> Assignment: Extract the lines from the first line of the records below through the line containing "a peer that", inclusive, and reproduce them exactly as written.

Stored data
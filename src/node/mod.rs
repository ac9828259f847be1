//! A node: in-memory store, channel table and script runtime behind the
//! command dispatcher.
//!
//! Real connections and virtual clients reach the same [`Node::dispatch`].
//! `MESSAGE channel payload` is the bridge between nodes: a peer that
//! subscribed this node with `RSUBSCRIBE` forwards every `PUBLISH` as a
//! `["message", channel, payload]` frame, and this node runs `payload` as
//! injected commands.

use std::collections::HashMap;

use anyhow::Result;

use crate::constants::{MAX_INJECTION_DEPTH, SUBSCRIBE_PROBE_ERR};
use crate::executor::{
    execute_as_virtual_client, ClientContext, DispatchResult, Discard, Dispatcher,
};
use crate::lua::ScriptRuntime;
use crate::protocol::{CommandBuffer, ParsedCommand, Reply};
use crate::pubsub::{
    message_frame, remote_subscribe, ChannelTable, SubscriberId, SubscriberOutput,
};
use crate::transport::RemoteAddr;

/// Node state owned by the command thread.
#[derive(Debug)]
pub struct Node {
    store: HashMap<Vec<u8>, Vec<u8>>,
    channels: ChannelTable,
    scripts: ScriptRuntime,
    /// Client id -> its local subscriber handle.
    local_subscribers: HashMap<u64, SubscriberId>,
    /// `MESSAGE` payloads currently being injected, innermost included.
    injection_depth: usize,
}

impl Node {
    /// Create a node with an empty store and a fresh script runtime.
    ///
    /// # Errors
    ///
    /// Returns an error if the script runtime cannot be created.
    pub fn new() -> Result<Self> {
        Ok(Self::with_scripts(ScriptRuntime::new()?))
    }

    /// Create a node around an existing script runtime.
    pub fn with_scripts(scripts: ScriptRuntime) -> Self {
        Self {
            store: HashMap::new(),
            channels: ChannelTable::new(),
            scripts,
            local_subscribers: HashMap::new(),
            injection_depth: 0,
        }
    }

    /// The subscription table.
    pub fn channels(&self) -> &ChannelTable {
        &self.channels
    }

    /// The script runtime.
    pub fn scripts(&self) -> &ScriptRuntime {
        &self.scripts
    }

    /// Read a key directly, bypassing the dispatcher.
    pub fn get(&self, key: &[u8]) -> Option<&[u8]> {
        self.store.get(key).map(Vec::as_slice)
    }

    /// Drop everything a closed connection left in the channel table.
    pub fn client_disconnected(&mut self, client: &ClientContext) {
        if let Some(id) = self.local_subscribers.remove(&client.id()) {
            self.channels.remove_subscriber(id);
            log::debug!("[Node] Removed subscriptions of {}", client.origin());
        }
    }

    fn set(&mut self, cmd: ParsedCommand) -> Reply {
        let mut args = cmd.into_args().into_iter().skip(1);
        if let (Some(key), Some(value)) = (args.next(), args.next()) {
            self.store.insert(key, value);
        }
        Reply::ok()
    }

    fn get_cmd(&self, cmd: &ParsedCommand) -> Reply {
        cmd.arg(1)
            .and_then(|key| self.store.get(key))
            .map_or(Reply::Nil, Reply::bulk)
    }

    fn del(&mut self, cmd: &ParsedCommand) -> Reply {
        let removed = cmd.args()[1..]
            .iter()
            .filter(|key| self.store.remove(key.as_slice()).is_some())
            .count();
        Reply::Integer(removed as i64)
    }

    /// `MESSAGE channel payload`: run `payload` as a virtual client of the
    /// sender. Never replies.
    fn message(&mut self, client: &ClientContext, cmd: ParsedCommand) -> DispatchResult {
        let Some(payload) = cmd.into_args().into_iter().nth(2) else {
            return DispatchResult::NoReply;
        };
        let origin = client.origin();
        if self.injection_depth >= MAX_INJECTION_DEPTH {
            log::debug!(
                "[Node] Dropping MESSAGE from {origin}: nested deeper than {MAX_INJECTION_DEPTH}"
            );
            return DispatchResult::NoReply;
        }

        self.injection_depth += 1;
        let report =
            execute_as_virtual_client(CommandBuffer::from_encoded(payload), origin, Discard, self);
        self.injection_depth -= 1;
        log::debug!(
            "[Node] Injected {} command(s) from {origin}",
            report.dispatched
        );
        DispatchResult::NoReply
    }

    /// `RSUBSCRIBE host port channel [channel ...]`
    fn rsubscribe(&mut self, cmd: &ParsedCommand) -> Reply {
        let host = String::from_utf8_lossy(cmd.args()[1].as_slice()).into_owned();
        let Some(port) = std::str::from_utf8(&cmd.args()[2])
            .ok()
            .and_then(|p| p.parse::<u16>().ok())
        else {
            return Reply::error("ERR invalid port");
        };
        let channels: Vec<String> = cmd.args()[3..]
            .iter()
            .map(|c| String::from_utf8_lossy(c).into_owned())
            .collect();

        let addr = RemoteAddr::new(host, port);
        match remote_subscribe(&mut self.channels, &addr, &channels) {
            Ok(_) => Reply::ok(),
            Err(e) => {
                log::warn!("[Node] RSUBSCRIBE {addr} failed: {e}");
                Reply::error(SUBSCRIBE_PROBE_ERR)
            }
        }
    }

    /// `SUBSCRIBE channel [channel ...]` for a connected client.
    fn subscribe(&mut self, client: &ClientContext, cmd: &ParsedCommand) -> DispatchResult {
        let Some(push_tx) = client.push_sender() else {
            return Reply::error("ERR SUBSCRIBE is not available to injected commands").into();
        };
        // Fan-out prunes handles whose writer is gone; a stale mapping gets
        // a fresh handle.
        let live = self
            .local_subscribers
            .get(&client.id())
            .copied()
            .filter(|&id| self.channels.get(id).is_some());
        let id = match live {
            Some(id) => id,
            None => {
                let id = self
                    .channels
                    .insert_subscriber(client.origin(), SubscriberOutput::Local(push_tx.clone()));
                self.local_subscribers.insert(client.id(), id);
                id
            }
        };

        let replies = cmd.args()[1..]
            .iter()
            .map(|raw| {
                let channel = String::from_utf8_lossy(raw).into_owned();
                self.channels.subscribe(id, &channel);
                subscription_reply("subscribe", Some(&channel), self.channels.channels_of(id).len())
            })
            .collect();
        DispatchResult::Replies(replies)
    }

    /// `UNSUBSCRIBE [channel ...]`; no channels means all of them.
    fn unsubscribe(&mut self, client: &ClientContext, cmd: &ParsedCommand) -> DispatchResult {
        let id = self.local_subscribers.get(&client.id()).copied();
        let requested: Vec<String> = cmd.args()[1..]
            .iter()
            .map(|c| String::from_utf8_lossy(c).into_owned())
            .collect();
        let targets = match (id, requested.is_empty()) {
            (Some(id), true) => self.channels.channels_of(id).to_vec(),
            _ => requested,
        };

        if targets.is_empty() {
            return subscription_reply("unsubscribe", None, 0).into();
        }
        let replies = targets
            .iter()
            .map(|channel| {
                let remaining = match id {
                    Some(id) => {
                        self.channels.unsubscribe(id, channel);
                        self.channels.channels_of(id).len()
                    }
                    None => 0,
                };
                subscription_reply("unsubscribe", Some(channel), remaining)
            })
            .collect();
        DispatchResult::Replies(replies)
    }

    fn publish(&mut self, cmd: &ParsedCommand) -> Reply {
        let channel = String::from_utf8_lossy(&cmd.args()[1]).into_owned();
        let frame = message_frame(&channel, &cmd.args()[2]);
        let receivers = self.channels.publish(&channel, &frame);
        Reply::Integer(receivers as i64)
    }

    fn eval(&self, cmd: &ParsedCommand) -> Reply {
        let source = String::from_utf8_lossy(&cmd.args()[1]);
        match self.scripts.eval(&source) {
            Ok(reply) => reply,
            Err(e) => Reply::error(single_line(&format!("ERR {e}"))),
        }
    }
}

impl Dispatcher for Node {
    fn dispatch(&mut self, client: &mut ClientContext, command: ParsedCommand) -> DispatchResult {
        let name = command.name();
        let argc = command.argc();
        let arity_ok = match name.as_str() {
            "PING" => argc <= 2,
            "ECHO" | "GET" | "EVAL" => argc == 2,
            "SET" | "MESSAGE" | "PUBLISH" => argc == 3,
            "DEL" | "SUBSCRIBE" => argc >= 2,
            "RSUBSCRIBE" => argc >= 4,
            "UNSUBSCRIBE" => true,
            _ => {
                return Reply::error(format!(
                    "ERR unknown command '{}'",
                    name.to_lowercase()
                ))
                .into()
            }
        };
        if !arity_ok {
            return Reply::error(format!(
                "ERR wrong number of arguments for '{}' command",
                name.to_lowercase()
            ))
            .into();
        }

        match name.as_str() {
            "PING" => match command.arg(1) {
                Some(msg) => Reply::bulk(msg).into(),
                None => Reply::Status("PONG".to_string()).into(),
            },
            "ECHO" => Reply::bulk(&command.args()[1]).into(),
            "SET" => self.set(command).into(),
            "GET" => self.get_cmd(&command).into(),
            "DEL" => self.del(&command).into(),
            "MESSAGE" => self.message(client, command),
            "RSUBSCRIBE" => self.rsubscribe(&command).into(),
            "SUBSCRIBE" => self.subscribe(client, &command),
            "UNSUBSCRIBE" => self.unsubscribe(client, &command),
            "PUBLISH" => self.publish(&command).into(),
            _ => self.eval(&command).into(),
        }
    }
}

/// `["subscribe", channel, count]` style confirmation.
fn subscription_reply(kind: &str, channel: Option<&str>, count: usize) -> Reply {
    Reply::Array(vec![
        Reply::bulk(kind),
        channel.map_or(Reply::Nil, Reply::bulk),
        Reply::Integer(count as i64),
    ])
}

/// Error replies are line-framed.
fn single_line(msg: &str) -> String {
    msg.replace(['\r', '\n'], " ")
}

> Answer for this exercise:
filename src/node/mod.rs
repository ac9828259f847be1
//! A node: in-memory store, channel table and script runtime behind the
//! command dispatcher.
//!
//! Real connections and virtual clients reach the same [`Node::dispatch`].
//! `MESSAGE channel payload` is the bridge between nodes: a peer that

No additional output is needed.